--- START ---

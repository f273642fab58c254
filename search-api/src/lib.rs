pub mod catalog;
pub mod routes;
pub mod telemetry;

use actix_cors::Cors;
use actix_web::dev::Server;
use actix_web::{App, HttpServer, web};
use anyhow::Context;
use secrecy::SecretString;
use std::net::TcpListener;

pub use catalog::Catalog;

/// Build the server, but not await it.
///
/// Returns the port that the server has bound to by modifying the config.
pub fn build(config: &mut Config, catalog: Catalog) -> std::io::Result<Server> {
    let catalog = web::Data::new(catalog);
    let api_key = web::Data::new(routes::ApiKey(config.api_key.clone()));

    let allowed_origins = config.allowed_origins.clone();

    // OS assigns the port if binding to 0
    let listener = TcpListener::bind(format!("{}:{}", config.ip, config.port))?;
    config.port = listener.local_addr()?.port();
    let server = HttpServer::new(move || {
        let cors = if allowed_origins.iter().any(|origin| origin == "*") {
            Cors::default()
                .allow_any_origin()
                .allowed_methods(vec!["GET"])
                .allow_any_header()
        } else {
            let mut cors =
                Cors::default().allowed_methods(vec!["GET"]).allow_any_header();
            for origin in &allowed_origins {
                cors = cors.allowed_origin(origin);
            }
            cors
        };

        App::new()
            .wrap(cors)
            .service(routes::api_services())
            .app_data(catalog.clone())
            .app_data(api_key.clone())
    })
    .listen(listener)?
    .run();
    Ok(server)
}

pub struct Config {
    /// set to "0.0.0.0" for public access, "127.0.0.1" for local dev
    pub ip: String,
    /// set to 0 to get an os-assigned port
    pub port: u16,
    /// Key clients must send as the `key` query parameter
    pub api_key: SecretString,
    /// List of allowed CORS origins. Use "*" to allow any origin (development only)
    pub allowed_origins: Vec<String>,
}

impl Config {
    pub fn from_env() -> anyhow::Result<Self> {
        use std::env::var;

        let allowed_origins = var("ALLOWED_ORIGINS")
            .unwrap_or_else(|_| "*".to_string())
            .split(',')
            .map(|s| s.trim().to_string())
            .filter(|s| !s.is_empty())
            .collect();

        Ok(Config {
            ip: var("IP_ADDRESS").unwrap_or_else(|_| "127.0.0.1".into()),
            port: var("PORT")
                .context("PORT must be set")?
                .parse()
                .context("PORT must be a valid port number")?,
            api_key: SecretString::from(
                var("API_KEY").context("API_KEY must be set")?,
            ),
            allowed_origins,
        })
    }
}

--- END ---

▶ Activity
Please output, exactly, the lines of the listing from the one containing "use std::env::var;" through the last, inclusive, and no other lines.

▶ Exercise result
        use std::env::var;

        let allowed_origins = var("ALLOWED_ORIGINS")
            .unwrap_or_else(|_| "*".to_string())
            .split(',')
            .map(|s| s.trim().to_string())
            .filter(|s| !s.is_empty())
            .collect();

        Ok(Config {
            ip: var("IP_ADDRESS").unwrap_or_else(|_| "127.0.0.1".into()),
            port: var("PORT")
                .context("PORT must be set")?
                .parse()
                .context("PORT must be a valid port number")?,
            api_key: SecretString::from(
                var("API_KEY").context("API_KEY must be set")?,
            ),
            allowed_origins,
        })
    }
}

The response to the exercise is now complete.